Actual combat: flink1 12 asynchronous IO access to external data - Mysql

Posted by FURQAN on Tue, 21 Dec 2021 04:23:48 +0100

WeChat official account: big data development and operation framework

Follow to learn more about big data. For official account, please leave a message.

If you think "big data development operation and maintenance architecture" is helpful to you, please forward it to the circle of friends

Copy from WeChat official account, some of the format is chaotic, it is recommended to go to the official account directly.

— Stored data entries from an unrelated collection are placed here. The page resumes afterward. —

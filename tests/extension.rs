/// Tests for override chains and the previous-definition accessor
///
/// These cover how later providers replace or build on the definitions of
/// earlier ones: overriding without consulting the previous definition,
/// passing the previous instance through, memoization of the previous call
/// and the typed decoration helpers.

use layered_di::{
    decorators::CountingDecorator, ContainerBuilder, Definitions, DiError, DiResult,
    ResolverContext,
};
use std::sync::atomic::{AtomicUsize, Ordering};
use std::sync::{Arc, Mutex};

fn container_of(providers: Vec<Definitions>) -> layered_di::Container {
    let mut builder = ContainerBuilder::new();
    builder.add_providers(providers).unwrap();
    builder.build()
}

#[test]
fn test_passthrough_returns_same_instance() {
    struct Pool;

    let mut base = Definitions::new();
    base.value("pool", Pool);
    let mut passthrough = Definitions::new();
    passthrough.raw("pool", |_, previous| previous.get());

    let container = container_of(vec![base, passthrough]);
    let pool = container.get_as::<Pool>("pool").unwrap();

    // Passing the previous value through does not copy it
    assert!(Arc::ptr_eq(&pool, &container.get_as::<Pool>("pool").unwrap()));
}

#[test]
fn test_override_ignores_previous() {
    let previous_calls = Arc::new(AtomicUsize::new(0));
    let calls = previous_calls.clone();

    let mut base = Definitions::new();
    base.factory("db.url", move |_| {
        calls.fetch_add(1, Ordering::SeqCst);
        Ok("postgres://prod".to_string())
    });
    let mut test_overrides = Definitions::new();
    test_overrides.value("db.url", "sqlite::memory:".to_string());

    let container = container_of(vec![base, test_overrides]);
    assert_eq!(*container.get_as::<String>("db.url").unwrap(), "sqlite::memory:");
    assert_eq!(previous_calls.load(Ordering::SeqCst), 0);
}

#[test]
fn test_previous_is_memoized_within_one_resolution() {
    let previous_calls = Arc::new(AtomicUsize::new(0));
    let calls = previous_calls.clone();

    let mut base = Definitions::new();
    base.factory("counter", move |_| Ok(calls.fetch_add(1, Ordering::SeqCst)));

    let mut twice = Definitions::new();
    twice.extend("counter", |_, previous| {
        let first = previous.get_as::<usize>()?;
        let second = previous.get_as::<usize>()?;
        assert!(Arc::ptr_eq(&first, &second));
        Ok(*first + 100)
    });

    let container = container_of(vec![base, twice]);
    assert_eq!(*container.get_as::<usize>("counter").unwrap(), 100);
    assert_eq!(previous_calls.load(Ordering::SeqCst), 1);
}

#[test]
fn test_previous_failure_is_replayed_not_retried() {
    let previous_calls = Arc::new(AtomicUsize::new(0));
    let calls = previous_calls.clone();

    let mut base = Definitions::new();
    base.factory("secret", move |_| -> DiResult<String> {
        calls.fetch_add(1, Ordering::SeqCst);
        Err(DiError::message("vault sealed"))
    });

    let mut fallback = Definitions::new();
    fallback.extend("secret", |_, previous| {
        let first = previous.get().unwrap_err();
        let second = previous.get().unwrap_err();
        assert_eq!(first.to_string(), second.to_string());
        Ok("fallback".to_string())
    });

    let container = container_of(vec![base, fallback]);
    assert_eq!(*container.get_as::<String>("secret").unwrap(), "fallback");
    assert_eq!(previous_calls.load(Ordering::SeqCst), 1);
}

#[test]
fn test_previous_error_propagates_to_caller() {
    let mut base = Definitions::new();
    base.factory("secret", |_| -> DiResult<String> {
        Err(DiError::message("vault sealed"))
    });
    let mut wrapper = Definitions::new();
    wrapper.extend("secret", |_, previous| {
        let inner = previous.get_as::<String>()?;
        Ok(format!("wrapped({})", inner))
    });

    let container = container_of(vec![base, wrapper]);
    match container.get("secret") {
        Err(DiError::Factory(err)) => {
            assert_eq!(err.entry().map(|e| e.as_str()), Some("secret"));
            assert_eq!(err.inner().to_string(), "vault sealed");
        }
        other => panic!("expected factory error, got {:?}", other.map(|_| ())),
    }
    assert!(!container.is_resolved("secret"));
}

#[test]
fn test_first_definition_has_no_previous() {
    let mut only = Definitions::new();
    only.extend("name", |_, previous| {
        assert!(!previous.exists());
        assert_eq!(previous.entry(), &"name");
        let err = previous.get().unwrap_err();
        assert!(matches!(err, DiError::NoPrevious(_)));
        assert!(err.is_not_found());
        Ok("fresh".to_string())
    });

    let container = container_of(vec![only]);
    assert_eq!(*container.get_as::<String>("name").unwrap(), "fresh");
}

#[test]
fn test_unused_previous_is_not_an_error() {
    let mut only = Definitions::new();
    only.raw("x", |_, _previous| Ok(Arc::new(1i32) as layered_di::AnyArc));

    let container = container_of(vec![only]);
    assert_eq!(*container.get_as::<i32>("x").unwrap(), 1);
}

#[test]
fn test_three_level_chain_with_dependencies() {
    let mut config = Definitions::named("config");
    config.value("prefix", "app".to_string());
    config.factory("name", |ctx| Ok(ctx.get_as::<String>("prefix")?.to_string()));

    let mut env = Definitions::named("env");
    env.extend("name", |_, previous| {
        Ok(format!("{}-staging", previous.get_as::<String>()?))
    });

    let mut region = Definitions::named("region");
    region.extend("name", |ctx, previous| {
        let base = previous.get_as::<String>()?;
        assert!(ctx.has("prefix"));
        Ok(format!("{}-eu", base))
    });

    let container = container_of(vec![config, env, region]);
    assert_eq!(*container.get_as::<String>("name").unwrap(), "app-staging-eu");
}

#[test]
fn test_decorate_wraps_previous() {
    struct Counter {
        hits: Mutex<u32>,
    }

    let mut base = Definitions::new();
    base.value("counter", Counter { hits: Mutex::new(0) });

    let mut bump = Definitions::new();
    bump.decorate::<Counter, _>(
        "counter",
        |counter: Arc<Counter>, _: &ResolverContext<'_>| -> DiResult<Arc<Counter>> {
            *counter.hits.lock().unwrap() += 1;
            Ok(counter)
        },
    );

    let container = container_of(vec![base, bump]);
    let counter = container.get_as::<Counter>("counter").unwrap();
    assert_eq!(*counter.hits.lock().unwrap(), 1);
}

#[test]
fn test_decorate_without_previous_fails() {
    let decorator = CountingDecorator::new();
    let mut lonely = Definitions::new();
    lonely.decorate::<u32, _>("n", decorator.clone());

    let container = container_of(vec![lonely]);
    match container.get("n") {
        Err(DiError::NoPrevious(id)) => assert_eq!(id, "n"),
        other => panic!("expected NoPrevious, got {:?}", other.map(|_| ())),
    }
    assert_eq!(decorator.count(), 0);
}

#[test]
fn test_decorate_with_wrong_type_fails() {
    let mut base = Definitions::new();
    base.value("n", 1u8);
    let mut wrong = Definitions::new();
    wrong.decorate::<u64, _>("n", CountingDecorator::new());

    let container = container_of(vec![base, wrong]);
    match container.get("n") {
        Err(DiError::TypeMismatch { entry, .. }) => assert_eq!(entry, "n"),
        other => panic!("expected TypeMismatch, got {:?}", other.map(|_| ())),
    }
}

#[test]
fn test_extend_list_appends_across_providers() {
    let mut core = Definitions::named("core");
    core.extend_list("routes", vec!["/health".to_string()]);
    let mut admin = Definitions::named("admin");
    admin.extend_list("routes", vec!["/admin".to_string(), "/admin/users".to_string()]);
    let mut api = Definitions::named("api");
    api.extend_list("routes", vec!["/api".to_string()]);

    let container = container_of(vec![core, admin, api]);
    let routes = container.get_as::<Vec<String>>("routes").unwrap();
    assert_eq!(*routes, vec!["/health", "/admin", "/admin/users", "/api"]);
}

#[test]
fn test_extend_list_over_plain_value() {
    let mut base = Definitions::new();
    base.value("tags", vec![1u32, 2]);
    let mut more = Definitions::new();
    more.extend_list("tags", vec![3u32]);

    let container = container_of(vec![base, more]);
    assert_eq!(*container.get_as::<Vec<u32>>("tags").unwrap(), vec![1, 2, 3]);
}
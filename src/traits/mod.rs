//! Core traits for the dependency injection container.

pub mod resolver;

pub use resolver::{Resolver, ResolverCore};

Combined with the official website and network materials, this paper explains Flink's asynchronous I/O API for accessing external data storage. For users who are not familiar with asynchronous or event driven programming, it is recommended to reserve some knowledge about Future and event driven programming.

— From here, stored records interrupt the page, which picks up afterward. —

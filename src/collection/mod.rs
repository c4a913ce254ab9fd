//! Container builder for provider registration.
//!
//! This module contains the ContainerBuilder type and related functionality
//! for registering providers and building containers.

use std::sync::Arc;

use crate::error::{DiError, DiResult};
use crate::key::EntryId;
use crate::observer::{DiObserver, Observers};
use crate::registration::{Factory, Registry};
use crate::Container;

pub mod provider_system;
pub use provider_system::*;

/// Collects providers in order and freezes them into a [`Container`].
///
/// Registration and resolution are separate phases: definitions can only be
/// added here, and entries can only be resolved once [`build`](Self::build)
/// has consumed the builder.
///
/// # Examples
///
/// ```rust
/// use layered_di::{ContainerBuilder, Definitions};
/// use std::sync::{Arc, Mutex};
///
/// struct Logger { handlers: Mutex<Vec<String>> }
///
/// let mut core = Definitions::named("core");
/// core.value("logger", Logger { handlers: Mutex::new(vec!["stderr".to_string()]) });
///
/// let mut syslog = Definitions::named("syslog");
/// syslog.raw("logger", |_ctx, previous| {
///     let logger = previous.get()?;
///     if let Some(l) = logger.downcast_ref::<Logger>() {
///         l.handlers.lock().unwrap().push("syslog".to_string());
///     }
///     Ok(logger)
/// });
///
/// let mut builder = ContainerBuilder::new();
/// builder.add_provider(core)?.add_provider(syslog)?;
/// let container = builder.build();
///
/// let logger = container.get_as::<Logger>("logger")?;
/// assert_eq!(*logger.handlers.lock().unwrap(), vec!["stderr", "syslog"]);
/// # Ok::<(), layered_di::DiError>(())
/// ```
pub struct ContainerBuilder {
    registry: Registry,
    observers: Observers,
}

impl ContainerBuilder {
    /// Creates an empty builder.
    pub fn new() -> Self {
        Self {
            registry: Registry::new(),
            observers: Observers::new(),
        }
    }

    /// Registers every definition of `provider` after all earlier providers.
    ///
    /// The provider's definitions share one ordinal, so they are all ordered
    /// after every previously added provider and before every later one. If
    /// the provider fails to enumerate its definitions, or names the same
    /// entry twice, nothing from it is registered and the error is returned.
    pub fn add_provider<P: Provider>(&mut self, provider: P) -> DiResult<&mut Self> {
        let name = provider.name().into_owned();
        let definitions = provider.definitions()?;

        if let Some(entry) = definitions.first_duplicate() {
            return Err(DiError::DuplicateContribution {
                provider: name,
                entry: entry.clone(),
            });
        }

        let count = definitions.len();
        let ordinal = self.registry.next_ordinal(name.as_str());
        for (id, factory) in definitions.into_entries() {
            self.registry.register(id, ordinal, factory);
        }

        tracing::debug!(provider = %name, ordinal, definitions = count, "provider registered");
        Ok(self)
    }

    /// Registers a provider chosen at runtime, e.g. from a plugin list.
    pub fn add_boxed_provider(&mut self, provider: Box<dyn Provider>) -> DiResult<&mut Self> {
        self.add_provider(provider)
    }

    /// Adds providers in iteration order, stopping at the first failure.
    ///
    /// Providers before the failing one stay registered.
    pub fn add_providers<I>(&mut self, providers: I) -> DiResult<&mut Self>
    where
        I: IntoIterator,
        I::Item: Provider,
    {
        for provider in providers {
            self.add_provider(provider)?;
        }
        Ok(self)
    }

    /// Registers a single definition as its own anonymous provider.
    pub fn register(&mut self, id: impl Into<EntryId>, factory: Factory) -> &mut Self {
        let id = id.into();
        let ordinal = self.registry.next_ordinal(format!("<register {}>", id));
        self.registry.register(id, ordinal, factory);
        self
    }

    /// Adds an observer notified of resolution events.
    pub fn add_observer(&mut self, observer: Arc<dyn DiObserver>) -> &mut Self {
        self.observers.add(observer);
        self
    }

    /// True if `id` has at least one definition so far.
    pub fn has(&self, id: &str) -> bool {
        self.registry.contains(id)
    }

    /// Number of definitions registered for `id` so far.
    pub fn definition_count(&self, id: &str) -> usize {
        self.registry.chain_for(id).map_or(0, |chain| chain.len())
    }

    /// Number of providers added so far.
    pub fn provider_count(&self) -> usize {
        self.registry.provider_count()
    }

    /// Freezes all definition chains into a container.
    pub fn build(self) -> Container {
        tracing::debug!(
            entries = self.registry.len(),
            providers = self.registry.provider_count(),
            "container built"
        );
        Container::new(self.registry, self.observers)
    }
}

impl Default for ContainerBuilder {
    fn default() -> Self {
        Self::new()
    }
}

Flink asynchronous IO official document address:

https://ci.apache.org/projects/flink/flink-docs-release-1.13/zh/docs/dev/datastream/operators/asyncio/

The general flow of our program is to receive the user data user (ID, userNum and age) from the socket stream, use the userNum field in the record data to query the userName in the user name dictionary table userCode of Mysql database, fill the queried userName field back into the user, and finally save the backfilled data into the userInfo table of Mysql database.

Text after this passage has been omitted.